What is expected: From the first line of the data through the line containing "use crate::command::CommandRef;", return each line exactly.

Material supplied:
== Segment start ==

//! String conversion for gestures and commands.
//!
//! Responsibilities:
//! - Parse human-readable gesture strings ("Ctrl+Shift+F14", "Alt+RightClick")
//!   into structured gestures, and format them back.
//! - Convert commands to and from their textual form: "Owner.Name", or a
//!   bare "Name" for standard library commands.
//!
//! Does NOT handle:
//! - Runtime event matching (see `matcher`).
//! - Config file loading (see the config crate).
//!
//! Invariants:
//! - Modifier and named-key tokens are case-insensitive; character keys are
//!   case-sensitive ('x' and 'X' are different gestures).
//! - Formatting always emits modifiers in canonical order, so
//!   parse(format(g)) == g for every valid gesture.

use thiserror::Error;

use crate::command::CommandRef;
use crate::gesture::{Gesture, GestureError, KeyGesture, MouseAction, MouseGesture};
use crate::key::Key;
use crate::library;
use crate::modifiers::Modifiers;
use crate::registry::CommandRegistry;

/// Errors raised while converting strings to gestures or commands.
#[derive(Debug, Error, PartialEq, Eq)]
pub enum FormatError {
    /// Key name did not match any known token.
    #[error("unknown key name: '{name}'")]
    UnknownKey {
        /// The unrecognized token
        name: String,
    },

    /// Gesture string had the wrong shape (e.g. two key tokens, or only
    /// modifiers).
    #[error("malformed gesture: '{input}'. Expected format like 'Ctrl+X', 'Shift+F10', 'Alt+RightClick'")]
    Malformed {
        /// The offending input string
        input: String,
    },

    /// The gesture parsed but is not a supported combination.
    #[error(transparent)]
    Unsupported(#[from] GestureError),

    /// Command string did not name a known command.
    #[error("unknown command: '{name}'")]
    UnknownCommand {
        /// The unrecognized command token
        name: String,
    },

    /// Command string was empty.
    #[error("command string is empty")]
    EmptyCommand,
}

/// Parse a single modifier token. Returns `None` for non-modifier tokens.
fn parse_modifier(token: &str) -> Option<Modifiers> {
    match token.to_ascii_lowercase().as_str() {
        "ctrl" | "control" => Some(Modifiers::CONTROL),
        "alt" => Some(Modifiers::ALT),
        "shift" => Some(Modifiers::SHIFT),
        "super" | "win" | "windows" => Some(Modifiers::SUPER),
        _ => None,
    }
}

/// Parse a key token (no modifiers).
pub fn parse_key(name: &str) -> Result<Key, FormatError> {
    let lower = name.to_ascii_lowercase();

    match lower.as_str() {
        "esc" | "escape" => return Ok(Key::Esc),
        "enter" | "return" => return Ok(Key::Enter),
        "space" => return Ok(Key::Space),
        "tab" => return Ok(Key::Tab),
        "backtab" => return Ok(Key::BackTab),
        "backspace" | "back" => return Ok(Key::Backspace),
        "delete" | "del" => return Ok(Key::Delete),
        "insert" | "ins" => return Ok(Key::Insert),
        "home" => return Ok(Key::Home),
        "end" => return Ok(Key::End),
        "pageup" | "pgup" => return Ok(Key::PageUp),
        "pagedown" | "pgdn" => return Ok(Key::PageDown),
        "up" => return Ok(Key::Up),
        "down" => return Ok(Key::Down),
        "left" => return Ok(Key::Left),
        "right" => return Ok(Key::Right),
        "apps" | "menu" => return Ok(Key::Apps),
        "browserback" => return Ok(Key::BrowserBack),
        "browserhome" => return Ok(Key::BrowserHome),
        "browserstop" => return Ok(Key::BrowserStop),
        _ => {}
    }

    if let Some(num) = lower.strip_prefix('f')
        && let Ok(num) = num.parse::<u8>()
        && (1..=24).contains(&num)
    {
        return Ok(Key::F(num));
    }

    let chars: Vec<char> = name.chars().collect();
    if chars.len() == 1 {
        return Ok(Key::Char(chars[0]));
    }

    Err(FormatError::UnknownKey {
        name: name.to_string(),
    })
}

/// Parse a mouse action token. Returns `None` for non-mouse tokens.
fn parse_mouse_action(token: &str) -> Option<MouseAction> {
    match token.to_ascii_lowercase().as_str() {
        "leftclick" => Some(MouseAction::LeftClick),
        "rightclick" => Some(MouseAction::RightClick),
        "middleclick" => Some(MouseAction::MiddleClick),
        "wheelclick" => Some(MouseAction::WheelClick),
        "leftdoubleclick" => Some(MouseAction::LeftDoubleClick),
        "rightdoubleclick" => Some(MouseAction::RightDoubleClick),
        "middledoubleclick" => Some(MouseAction::MiddleDoubleClick),
        _ => None,
    }
}

/// Split a gesture string into (modifier mask, trailing primary token).
fn split_gesture(input: &str) -> Result<(Modifiers, &str), FormatError> {
    let mut modifiers = Modifiers::empty();
    let mut primary = "";

    for part in input.split('+').map(str::trim) {
        if let Some(flag) = parse_modifier(part) {
            modifiers |= flag;
        } else if primary.is_empty() && !part.is_empty() {
            primary = part;
        } else {
            // Second non-modifier token, or an empty token from "Ctrl++x"
            return Err(FormatError::Malformed {
                input: input.to_string(),
            });
        }
    }

    if primary.is_empty() {
        return Err(FormatError::Malformed {
            input: input.to_string(),
        });
    }

    Ok((modifiers, primary))
}

/// Parse a gesture string. An empty or whitespace-only string is the
/// explicit "no gesture" value and yields `Ok(None)`.
pub fn parse_gesture(input: &str) -> Result<Option<Gesture>, FormatError> {
    if input.trim().is_empty() {
        return Ok(None);
    }

    let (modifiers, primary) = split_gesture(input)?;

    if let Some(action) = parse_mouse_action(primary) {
        return Ok(Some(MouseGesture::new(action, modifiers).into()));
    }

    let key = parse_key(primary)?;
    // Shift+Tab arrives as BackTab from most backends; normalize so the
    // two spellings define the same gesture.
    let (key, modifiers) = if key == Key::Tab && modifiers.contains(Modifiers::SHIFT) {
        (Key::BackTab, modifiers - Modifiers::SHIFT)
    } else {
        (key, modifiers)
    };
    let gesture = KeyGesture::new(key, modifiers)?;
    Ok(Some(gesture.into()))
}

/// Parse a gesture string that must be a key gesture.
pub fn parse_key_gesture(input: &str) -> Result<Option<KeyGesture>, FormatError> {
    match parse_gesture(input)? {
        None => Ok(None),
        Some(Gesture::Key(g)) => Ok(Some(g)),
        Some(Gesture::Mouse(_)) => Err(FormatError::Malformed {
            input: input.to_string(),
        }),
    }
}

/// Format a command: bare name for standard library commands, otherwise
/// "Owner.Name".
pub fn format_command(command: &CommandRef) -> String {
    if library::is_library_owner(command.owner()) {
        command.name().to_string()
    } else {
        format!("{}.{}", command.owner(), command.name())
    }
}

/// Parse a command token against a registry.
///
/// "Owner.Name" looks up the exact (name, owner) pair. A bare "Name"
/// searches the standard library owners in precedence order, which is how
/// the legacy aliases (`Delete`, `Stop`) resolve to their
/// `ApplicationCommands` instance.
pub fn parse_command(input: &str, registry: &CommandRegistry) -> Result<CommandRef, FormatError> {
    let input = input.trim();
    if input.is_empty() {
        return Err(FormatError::EmptyCommand);
    }

    if let Some((owner, name)) = input.rsplit_once('.') {
        return registry
            .lookup(name, owner)
            .ok_or_else(|| FormatError::UnknownCommand {
                name: input.to_string(),
            });
    }

    for owner in library::LIBRARY_OWNERS {
        if let Some(command) = registry.lookup(input, owner) {
            return Ok(command);
        }
    }

    Err(FormatError::UnknownCommand {
        name: input.to_string(),
    })
}

#[cfg(test)]
mod tests {
    use super::*;

    #[test]
    fn parse_simple_modified_char() {
        let gesture = parse_gesture("Ctrl+x").unwrap().unwrap();
        assert_eq!(gesture.to_string(), "Ctrl+x");
    }

    #[test]
    fn parse_is_case_sensitive_for_chars() {
        let lower = parse_gesture("Ctrl+x").unwrap().unwrap();
        let upper = parse_gesture("Ctrl+X").unwrap().unwrap();
        assert_ne!(lower, upper);
    }

    #[test]
    fn parse_is_case_insensitive_for_modifiers_and_named_keys() {
        assert_eq!(
            parse_gesture("CTRL+SHIFT+f14").unwrap(),
            parse_gesture("ctrl+shift+F14").unwrap()
        );
        assert_eq!(
            parse_gesture("alt+pageup").unwrap(),
            parse_gesture("Alt+PageUp").unwrap()
        );
    }

    #[test]
    fn parse_accepts_any_modifier_order() {
        let a = parse_gesture("Shift+Ctrl+F14").unwrap().unwrap();
        let b = parse_gesture("Ctrl+Shift+F14").unwrap().unwrap();
        assert_eq!(a, b);
        // Output is always canonical
        assert_eq!(a.to_string(), "Ctrl+Shift+F14");
    }

    #[test]
    fn parse_tolerates_spaces() {
        let g = parse_gesture("Ctrl + Shift + x").unwrap().unwrap();
        assert_eq!(g.to_string(), "Ctrl+Shift+x");
    }

    #[test]
    fn empty_string_is_no_gesture() {
        assert_eq!(parse_gesture(""), Ok(None));
        assert_eq!(parse_gesture("   "), Ok(None));
    }

    #[test]
    fn bare_printable_key_is_unsupported() {
        let result = parse_gesture("x");
        assert!(matches!(result, Err(FormatError::Unsupported(_))));
    }

    #[test]
    fn only_modifiers_is_malformed() {
        assert!(matches!(
            parse_gesture("Ctrl+Shift"),
            Err(FormatError::Malformed { .. })
        ));
    }

    #[test]
    fn two_primary_tokens_is_malformed() {
        assert!(matches!(
            parse_gesture("Ctrl+x+y"),
            Err(FormatError::Malformed { .. })
        ));
    }

    #[test]
    fn unknown_key_name() {
        assert!(matches!(
            parse_gesture("Ctrl+Unknown"),
            Err(FormatError::UnknownKey { .. })
        ));
    }

    #[test]
    fn shift_tab_normalizes_to_backtab() {
        let a = parse_gesture("Shift+Tab").unwrap().unwrap();
        let b = parse_gesture("BackTab").unwrap().unwrap();
        assert_eq!(a, b);
    }

    #[test]
    fn mouse_gesture_round_trip() {
        let g = parse_gesture("Alt+RightClick").unwrap().unwrap();
        assert_eq!(g.to_string(), "Alt+RightClick");

        let g = parse_gesture("Ctrl+Shift+WheelClick").unwrap().unwrap();
        assert_eq!(g.to_string(), "Ctrl+Shift+WheelClick");
    }

    #[test]
    fn key_gesture_rejects_mouse_tokens() {
        assert!(matches!(
            parse_key_gesture("Alt+RightClick"),
            Err(FormatError::Malformed { .. })
        ));
    }

    #[test]
    fn function_key_range() {
        assert!(parse_gesture("F24").unwrap().is_some());
        assert!(matches!(
            parse_gesture("F0"),
            Err(FormatError::UnknownKey { .. })
        ));
        assert!(matches!(
            parse_gesture("F25"),
            Err(FormatError::UnknownKey { .. })
        ));
    }

    mod command_tokens {
        use super::*;
        use crate::library;
        use crate::registry::CommandRegistry;

        fn registry() -> CommandRegistry {
            let registry = CommandRegistry::new();
            library::install(&registry).unwrap();
            registry
        }

        #[test]
        fn bare_name_resolves_library_command() {
            let registry = registry();
            let cut = parse_command("Cut", &registry).unwrap();
            assert_eq!(cut.owner(), library::APPLICATION);
            assert_eq!(format_command(&cut), "Cut");
        }

        #[test]
        fn qualified_name_resolves_exact_owner() {
            let registry = registry();
            let delete = parse_command("EditingCommands.Delete", &registry).unwrap();
            assert_eq!(delete.owner(), library::EDITING);
        }

        #[test]
        fn legacy_alias_resolves_to_application_owner() {
            let registry = registry();
            for alias in library::LEGACY_ALIASES {
                let command = parse_command(alias, &registry).unwrap();
                assert_eq!(command.owner(), library::APPLICATION);
            }
        }

        #[test]
        fn custom_owner_formats_qualified() {
            let registry = registry();
            let command = registry
                .register("Deploy", "ShipCommands", None, Vec::new())
                .unwrap();
            assert_eq!(format_command(&command), "ShipCommands.Deploy");
            let parsed = parse_command("ShipCommands.Deploy", &registry).unwrap();
            assert!(std::sync::Arc::ptr_eq(&command, &parsed));
        }

        #[test]
        fn unknown_and_empty_commands_fail() {
            let registry = registry();
            assert!(matches!(
                parse_command("NoSuchCommand", &registry),
                Err(FormatError::UnknownCommand { .. })
            ));
            assert!(matches!(
                parse_command("", &registry),
                Err(FormatError::EmptyCommand)
            ));
        }
    }
}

== Segment end ==

Response to the task:
//! String conversion for gestures and commands.
//!
//! Responsibilities:
//! - Parse human-readable gesture strings ("Ctrl+Shift+F14", "Alt+RightClick")
//!   into structured gestures, and format them back.
//! - Convert commands to and from their textual form: "Owner.Name", or a
//!   bare "Name" for standard library commands.
//!
//! Does NOT handle:
//! - Runtime event matching (see `matcher`).
//! - Config file loading (see the config crate).
//!
//! Invariants:
//! - Modifier and named-key tokens are case-insensitive; character keys are
//!   case-sensitive ('x' and 'X' are different gestures).
//! - Formatting always emits modifiers in canonical order, so
//!   parse(format(g)) == g for every valid gesture.

use thiserror::Error;

use crate::command::CommandRef;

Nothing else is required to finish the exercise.